I would like each line of the data that holds the word "rest" copied out.

[Excerpts from a dataset]
# # # #
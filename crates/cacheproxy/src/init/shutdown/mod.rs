use std::sync::Arc;

use anyhow::Result;
use mea::latch::Latch;

mod ctrlc;

pub fn init() -> Result<GracefulShutdown> {
    let ctrlc = ctrlc::init()?;
    let shutdown = GracefulShutdown::new();
    let signal = shutdown.clone();
    smol::spawn(async move {
        let _ = ctrlc.await;
        log::info!("shutdown requested, draining in-flight requests");
        signal.initiate();
    })
    .detach();
    Ok(shutdown)
}

/// One-shot stop signal shared between the signal handler and the accept
/// loop.
#[derive(Clone)]
pub struct GracefulShutdown {
    stop: Arc<Latch>,
}

impl GracefulShutdown {
    pub fn new() -> Self {
        Self {
            stop: Arc::new(Latch::new(1)),
        }
    }

    pub fn initiate(&self) {
        self.stop.count_down();
    }

    pub async fn wait_shutting_down(&self) {
        self.stop.wait().await;
    }
}

impl Default for GracefulShutdown {
    fn default() -> Self {
        Self::new()
    }
}
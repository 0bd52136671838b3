fn main() -> anyhow::Result<()> {
    smol::block_on(cacheproxy::run())
}
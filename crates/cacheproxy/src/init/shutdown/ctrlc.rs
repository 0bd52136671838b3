use anyhow::{Context, Result};

pub fn init() -> Result<ctrlc2::AsyncCtrlC> {
    ctrlc2::AsyncCtrlC::new(|| true).context("install Ctrl-C handler")
}
use std::str::FromStr;

#[derive(Debug)]
pub struct RequestLine {
    pub method: String,
    pub uri: String,
    pub version: String,
}

impl RequestLine {
    pub fn is_get(&self) -> bool {
        self.method.eq_ignore_ascii_case("GET")
    }
}

impl FromStr for RequestLine {
    type Err = anyhow::Error;

    fn from_str(s: &str) -> Result<Self, Self::Err> {
        let fields: Vec<&str> = s.split_whitespace().collect();
        if fields.len() != 3 {
            return Err(anyhow::anyhow!(
                "malformed request line: {:?}",
                s.trim_end()
            ));
        }
        Ok(Self {
            method: fields[0].to_owned(),
            uri: fields[1].to_owned(),
            version: fields[2].to_owned(),
        })
    }
}
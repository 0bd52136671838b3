use std::io;

use smol::io::{AsyncRead, AsyncReadExt, AsyncWrite, AsyncWriteExt};

/// Longest line the proxy will read from a peer. HTTP Semantics (RFC 9110)
/// recommends supporting at least 8000 octets.
pub const MAX_LINE: usize = 8192;

/// Reads one line from `reader` into `line`, terminator included.
///
/// Returns the number of bytes read. Returns `Ok(0)` when the peer closes
/// before a terminator arrives, or when [`MAX_LINE`] bytes arrive without
/// one; callers treat both as an unusable line.
pub async fn read_line<R>(reader: &mut R, line: &mut Vec<u8>) -> io::Result<usize>
where
    R: AsyncRead + Unpin,
{
    line.clear();
    let mut byte = [0u8; 1];
    while line.len() < MAX_LINE {
        let n = reader.read(&mut byte).await?;
        if n == 0 {
            return Ok(0);
        }
        line.push(byte[0]);
        if byte[0] == b'\n' {
            return Ok(line.len());
        }
    }
    Ok(0)
}

/// Writes the whole of `buf` to `writer`, retrying zero-progress
/// interruptions until every byte has been handed to the kernel.
pub async fn write_all<W>(writer: &mut W, mut buf: &[u8]) -> io::Result<()>
where
    W: AsyncWrite + Unpin,
{
    while !buf.is_empty() {
        match writer.write(buf).await {
            Ok(0) => return Err(io::ErrorKind::WriteZero.into()),
            Ok(n) => buf = &buf[n..],
            Err(err) if err.kind() == io::ErrorKind::Interrupted => {}
            Err(err) => return Err(err),
        }
    }
    Ok(())
}
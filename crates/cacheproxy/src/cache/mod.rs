use bytes::Bytes;
use lru::LruCache;
use mea::rwlock::RwLock;

/// Upper bound on the sum of cached payload sizes, in bytes.
pub const MAX_CACHE_SIZE: usize = 1_049_000;
/// Upper bound on a single cached payload, in bytes.
pub const MAX_OBJECT_SIZE: usize = 102_400;

struct Store {
    /// Recency-ordered entries, most recently used first.
    entries: LruCache<String, Bytes>,
    /// Sum of payload sizes over `entries`; kept within [`MAX_CACHE_SIZE`].
    total_size: usize,
}

/// Shared response cache keyed by the exact request URI.
///
/// Bounded to [`MAX_CACHE_SIZE`] bytes in total and [`MAX_OBJECT_SIZE`]
/// bytes per entry; least recently used entries are evicted to make room.
/// Lookups that miss proceed in parallel; promotion and admission are
/// exclusive.
pub struct ObjectCache {
    store: RwLock<Store>,
}

impl ObjectCache {
    pub fn new() -> Self {
        Self {
            store: RwLock::new(Store {
                entries: LruCache::unbounded(),
                total_size: 0,
            }),
        }
    }

    /// Returns the cached payload for `key`, promoting the entry to the
    /// head of the recency list.
    ///
    /// The scan runs under the read guard; only a match upgrades to the
    /// write guard for the promotion. An entry evicted between the two
    /// phases is reported as a miss.
    pub async fn lookup(&self, key: &str) -> Option<Bytes> {
        {
            let store = self.store.read().await;
            if !store.entries.contains(key) {
                return None;
            }
        }
        let mut store = self.store.write().await;
        store.entries.get(key).cloned()
    }

    /// Inserts `bytes` under `key` at the head of the recency list,
    /// evicting from the tail until the total fits.
    ///
    /// Payloads over [`MAX_OBJECT_SIZE`] are rejected outright.
    /// Re-admitting a key that is already present replaces its payload in
    /// place.
    pub async fn admit(&self, key: &str, bytes: Bytes) {
        let size = bytes.len();
        if size > MAX_OBJECT_SIZE {
            return;
        }
        let mut store = self.store.write().await;
        while store.total_size + size > MAX_CACHE_SIZE {
            let Some((_, evicted)) = store.entries.pop_lru() else {
                break;
            };
            store.total_size -= evicted.len();
        }
        if let Some(replaced) = store.entries.put(key.to_owned(), bytes) {
            store.total_size -= replaced.len();
        }
        store.total_size += size;
    }

    /// Number of cached entries.
    pub async fn len(&self) -> usize {
        self.store.read().await.entries.len()
    }

    pub async fn is_empty(&self) -> bool {
        self.store.read().await.entries.is_empty()
    }

    /// Sum of cached payload sizes, in bytes.
    pub async fn total_size(&self) -> usize {
        self.store.read().await.total_size
    }
}

impl Default for ObjectCache {
    fn default() -> Self {
        Self::new()
    }
}

#[cfg(test)]
mod tests {
    use std::sync::Arc;

    use proptest::prelude::*;

    use super::*;

    fn payload(size: usize) -> Bytes {
        Bytes::from(vec![0x42u8; size])
    }

    async fn assert_consistent(cache: &ObjectCache) {
        let store = cache.store.read().await;
        let sum: usize = store.entries.iter().map(|(_, v)| v.len()).sum();
        assert_eq!(store.total_size, sum);
        assert!(store.total_size <= MAX_CACHE_SIZE);
        assert!(store.entries.iter().all(|(_, v)| v.len() <= MAX_OBJECT_SIZE));
    }

    #[test]
    fn test_admit_then_lookup_returns_the_bytes() {
        smol::block_on(async {
            let cache = ObjectCache::new();
            cache.admit("http://a.test/x", Bytes::from_static(b"hello")).await;
            let hit = cache.lookup("http://a.test/x").await.unwrap();
            assert_eq!(hit, Bytes::from_static(b"hello"));
            assert_eq!(cache.total_size().await, 5);
        });
    }

    #[test]
    fn test_lookup_miss_returns_none() {
        smol::block_on(async {
            let cache = ObjectCache::new();
            assert!(cache.lookup("http://a.test/x").await.is_none());
        });
    }

    #[test]
    fn test_oversized_admit_is_a_noop() {
        smol::block_on(async {
            let cache = ObjectCache::new();
            cache.admit("http://a.test/big", payload(MAX_OBJECT_SIZE + 1)).await;
            assert!(cache.is_empty().await);
            assert_eq!(cache.total_size().await, 0);
        });
    }

    #[test]
    fn test_admit_at_object_limit_is_kept() {
        smol::block_on(async {
            let cache = ObjectCache::new();
            cache.admit("http://a.test/x", payload(MAX_OBJECT_SIZE)).await;
            assert_eq!(cache.len().await, 1);
        });
    }

    #[test]
    fn test_tail_eviction_keeps_the_most_recent_entries() {
        smol::block_on(async {
            let cache = ObjectCache::new();
            for i in 0..12 {
                cache.admit(&format!("http://a.test/{i}"), payload(MAX_OBJECT_SIZE)).await;
            }
            // 10 * 102_400 fits under MAX_CACHE_SIZE, 11 entries would not.
            assert_eq!(cache.len().await, 10);
            assert_eq!(cache.total_size().await, 10 * MAX_OBJECT_SIZE);
            assert!(cache.lookup("http://a.test/0").await.is_none());
            assert!(cache.lookup("http://a.test/1").await.is_none());
            for i in 2..12 {
                assert!(cache.lookup(&format!("http://a.test/{i}")).await.is_some());
            }
            assert_consistent(&cache).await;
        });
    }

    #[test]
    fn test_hit_promotion_protects_an_entry_from_eviction() {
        smol::block_on(async {
            let cache = ObjectCache::new();
            cache.admit("http://a.test/old", payload(500_000)).await;
            cache.admit("http://a.test/mid", payload(500_000)).await;
            // Promote the older entry, making "mid" the tail.
            assert!(cache.lookup("http://a.test/old").await.is_some());
            cache.admit("http://a.test/new", payload(500_000)).await;
            assert!(cache.lookup("http://a.test/old").await.is_some());
            assert!(cache.lookup("http://a.test/mid").await.is_none());
            assert!(cache.lookup("http://a.test/new").await.is_some());
            assert_consistent(&cache).await;
        });
    }

    #[test]
    fn test_readmitting_a_key_replaces_it_in_place() {
        smol::block_on(async {
            let cache = ObjectCache::new();
            cache.admit("http://a.test/x", payload(100)).await;
            cache.admit("http://a.test/x", payload(200)).await;
            assert_eq!(cache.len().await, 1);
            assert_eq!(cache.total_size().await, 200);
            assert_eq!(cache.lookup("http://a.test/x").await.unwrap().len(), 200);
        });
    }

    #[test]
    fn test_concurrent_lookups_and_admits_keep_invariants() {
        smol::block_on(async {
            const KEYS: [&str; 5] = ["a", "b", "c", "d", "e"];
            let cache = Arc::new(ObjectCache::new());
            let mut tasks = Vec::new();
            for worker in 0..4usize {
                let cache = cache.clone();
                tasks.push(smol::spawn(async move {
                    for i in 0..200usize {
                        let key = KEYS[(worker + i) % KEYS.len()];
                        if i % 3 == 0 {
                            cache.lookup(key).await;
                        } else {
                            let size = (worker * 50_000 + i * 997) % (MAX_OBJECT_SIZE + 10_000);
                            cache.admit(key, payload(size)).await;
                        }
                    }
                }));
            }
            {
                let cache = cache.clone();
                tasks.push(smol::spawn(async move {
                    for _ in 0..200 {
                        assert_consistent(&cache).await;
                        smol::future::yield_now().await;
                    }
                }));
            }
            for task in tasks {
                task.await;
            }
            assert_consistent(&cache).await;
        });
    }

    proptest! {
        #[test]
        fn test_any_admit_sequence_respects_byte_bounds(
            ops in proptest::collection::vec((0usize..6, 0usize..150_000), 1..40),
        ) {
            smol::block_on(async {
                let cache = ObjectCache::new();
                for (key, size) in ops {
                    let key = format!("http://origin.test/{key}");
                    cache.admit(&key, payload(size)).await;
                    assert_consistent(&cache).await;
                }
            });
        }
    }
}
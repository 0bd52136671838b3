use std::sync::Arc;

use anyhow::{Context, Result};

pub mod cache;
pub mod cmd;
pub mod http;
pub mod init;
pub mod io;
pub mod start;
pub mod upstream;

pub async fn run() -> Result<()> {
    let shutdown = init::shutdown::init()?;

    let args = init::cmd::init()?;

    let listener = start::bind_listener(args.port)
        .with_context(|| format!("bind listen socket on port {}", args.port))?;
    log::info!("cacheproxy listening on 0.0.0.0:{}", args.port);

    let cache = Arc::new(cache::ObjectCache::new());
    start::serve(listener, cache, &shutdown).await?;
    log::info!("shutdown complete");
    Ok(())
}
use std::str::FromStr;

use anyhow::{Context, anyhow};

/// Host, port and path decomposed from an absolute-form request URI,
/// `scheme://host[:port][/path]`.
///
/// The scheme is not validated, nothing is percent-decoded, and the port
/// defaults to 80 when the authority carries none.
#[derive(Debug, PartialEq, Eq)]
pub struct RequestTarget {
    pub host: String,
    pub port: u16,
    pub path: String,
}

impl FromStr for RequestTarget {
    type Err = anyhow::Error;

    fn from_str(uri: &str) -> Result<Self, Self::Err> {
        let (_, rest) = uri
            .split_once("//")
            .ok_or_else(|| anyhow!("not an absolute-form URI: {uri:?}"))?;
        let (authority, path) = match rest.find('/') {
            Some(slash) => (&rest[..slash], rest[slash..].to_owned()),
            None => (rest, "/".to_owned()),
        };
        let (host, port) = match authority.split_once(':') {
            Some((host, port)) => (
                host,
                port.parse::<u16>()
                    .with_context(|| format!("bad port in URI: {uri:?}"))?,
            ),
            None => (authority, 80),
        };
        Ok(Self {
            host: host.to_owned(),
            port,
            path,
        })
    }
}
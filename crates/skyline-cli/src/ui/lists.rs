//! Table list and item list panes.

use ratatui::{
  Frame,
  layout::Rect,
  style::{Color, Modifier, Style},
  widgets::{Block, Borders, List, ListItem, ListState},
};

use crate::app::{App, Focus};

/// Render the table list (root list) into `area`.
pub fn draw_tables(f: &mut Frame, area: Rect, app: &App) {
  let labels = app.nav.tables().iter().map(|t| t.label()).collect();
  draw_list(
    f,
    area,
    " Tables ".to_owned(),
    labels,
    app.table_cursor,
    app.focus == Focus::Tables,
  );
}

/// Render the items of the selected table into `area`.
pub fn draw_items(f: &mut Frame, area: Rect, app: &App) {
  let items = app.nav.items();
  let title = match app.nav.current_table() {
    Some(table) => format!(" {} ({}) ", table.label(), items.len()),
    None => " Items ".to_owned(),
  };
  let labels = items.iter().map(|item| item.label()).collect();
  draw_list(f, area, title, labels, app.item_cursor, app.focus == Focus::Items);
}

fn draw_list(
  f: &mut Frame,
  area: Rect,
  title: String,
  labels: Vec<String>,
  cursor: usize,
  focused: bool,
) {
  let border = if focused { Color::Cyan } else { Color::DarkGray };
  let block = Block::default()
    .title(title)
    .borders(Borders::ALL)
    .border_style(Style::default().fg(border));

  let mut state = ListState::default();
  state.select((!labels.is_empty()).then_some(cursor));

  // The cursor of an unfocused list stays visible but muted.
  let highlight = if focused {
    Style::default()
      .bg(Color::Blue)
      .fg(Color::White)
      .add_modifier(Modifier::BOLD)
  } else {
    Style::default().fg(Color::Cyan)
  };

  let list = List::new(labels.into_iter().map(ListItem::new))
    .block(block)
    .highlight_style(highlight)
    .highlight_symbol("");

  f.render_stateful_widget(list, area, &mut state);
}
# # # #
Your response →
        let (_, rest) = uri
        let (authority, path) = match rest.find('/') {
            Some(slash) => (&rest[..slash], rest[slash..].to_owned()),
            None => (rest, "/".to_owned()),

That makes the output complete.